The film tells the story of the departure of Branagh's family, who lived just a stone's throw from Tigers Bay, on the other side of the intersecting Limestone Road, for southern England when he was nine to escape mounting violence and sectarian attacks amid the Troubles.
Robert (68), who does not provide a second name, is one of a dwindling number who have lived in this traditionally Protestant-dominated enclave all their life, and recalls what it was like to live through that violence.
“There were barricades, vigilantes on the streets, rioting every night, pubs and shops that were Catholic-owned being burnt,” he said.
"You'd have the pavements all turned up to help form the barricades. It's all changed now over in Duncairn Gardens, but you'd have all the streets going into Tigers Bay barricaded, the same on the New Lodge side. The atmosphere changed overnight," he says.
Branagh’s cinematic vision of Tigers Bay and its surrounding streets will be seen by international audiences as a fairytale, he adds, but it contrasts with the grimmer reality that he and others lived with for six decades.
Struck a chord
Nevertheless, Branagh's film has struck a chord among many who grew up here amid the chaos of the period, including BBC Radio Ulster broadcaster William Crawley, who like Branagh attended the Grove Primary School.
Crawley was one of many locals and former locals who attended an early showing of the film at the Waterfront Hall in Belfast. “All the references in the film take me back. It just felt like my childhood.
“The nostalgia of those wee two-up, two-down houses. I grew up in a house like that with a toilet out the back,” he told The News Letter.
Ten years younger than Branagh, Crawley remembers his parents trying to keep the reality of the Troubles outside the family’s front door.
“They obviously didn’t want to scare me.
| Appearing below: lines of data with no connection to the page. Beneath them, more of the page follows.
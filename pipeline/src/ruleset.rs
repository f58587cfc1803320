use std::collections::HashMap;
use std::path::Path;

/// Free-text analyst rules handed to the classifier alongside each
/// category's records.
///
/// One file per category under the rules directory (`auth.rules`,
/// `search.rules`, `general.rules`); `#` comments and blank lines are
/// stripped, the rest is bulleted verbatim. A missing file simply means no
/// extra rules for that category.
#[derive(Debug, Clone, Default)]
pub struct Ruleset {
    rules: HashMap<String, String>,
}

impl Ruleset {
    pub fn load(dir: &Path, categories: &[&str]) -> Self {
        let mut rules = HashMap::new();
        for category in categories {
            let path = dir.join(format!("{category}.rules"));
            match std::fs::read_to_string(&path) {
                Ok(text) => {
                    if let Some(parsed) = parse_rules(&text) {
                        tracing::info!(category, path = %path.display(), "loaded analyst rules");
                        rules.insert((*category).to_string(), parsed);
                    }
                }
                Err(err) if err.kind() == std::io::ErrorKind::NotFound => {}
                Err(err) => {
                    tracing::warn!(category, path = %path.display(), error = %err, "could not read rules file");
                }
            }
        }
        Self { rules }
    }

    pub fn for_category(&self, category: &str) -> &str {
        self.rules.get(category).map(String::as_str).unwrap_or("")
    }
}

fn parse_rules(text: &str) -> Option<String> {
    let lines: Vec<String> = text
        .lines()
        .map(str::trim)
        .filter(|line| !line.is_empty() && !line.starts_with('#'))
        .map(|line| format!("- {line}"))
        .collect();
    if lines.is_empty() {
        None
    } else {
        Some(lines.join("\n"))
    }
}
Kids always know more than their parents realise. I connected a lot with that, piecing things together,” he said, after seeing the film.
A charity shop worker on North Queen Street felt many of the same emotions: “The film triggered some positive memories – it put a smile on your face and brought certain things back. One thing that’s changed is the sense of family closeness.
“All the redevelopment and people moving away. At that time [depicted in the film], your granny lived two doors down, your aunt lived across the street. That isn’t the case any more,” she told The Irish Times.
Demographic changes
The population has changed, too. In 2011, the census showed less than 10 per cent of residents identifying as neither Protestant nor Catholic. This year’s census is expected to show major changes, partly because of immigration.
Noha, who moved to Tigers Bay from Sudan three years ago, said she was "surprised" an Oscar-nominated film had been made about her current home. She was aware of Tigers Bay's reputation as a "no-go zone" during the Troubles.
Besides disturbances during marching season, life in the district is relatively peaceful. “It’s not easy being a minority here. Things can get scary around the summertime. But so far I’ve had no major problems.”
Today, much of the Tigers Bay and surrounding area of Branagh’s childhood is gone, with the Grove Primary School demolished more than a decade ago.
The vacant lot where it once stood, along with a number of others in the increasingly depopulated area, is earmarked for private housing.
Mountcollyer Street, where Branagh’s family lived, has changed, too. No longer a row of Victorian terraces as depicted in the film – and recreated for it through a makeshift artificial set in England – the street is a cul-de-sac, flanked on one side by Alexandra Park.
There, a several-foot-high “peace” gate still acts as a physical frontier between communities – although it opens during the day.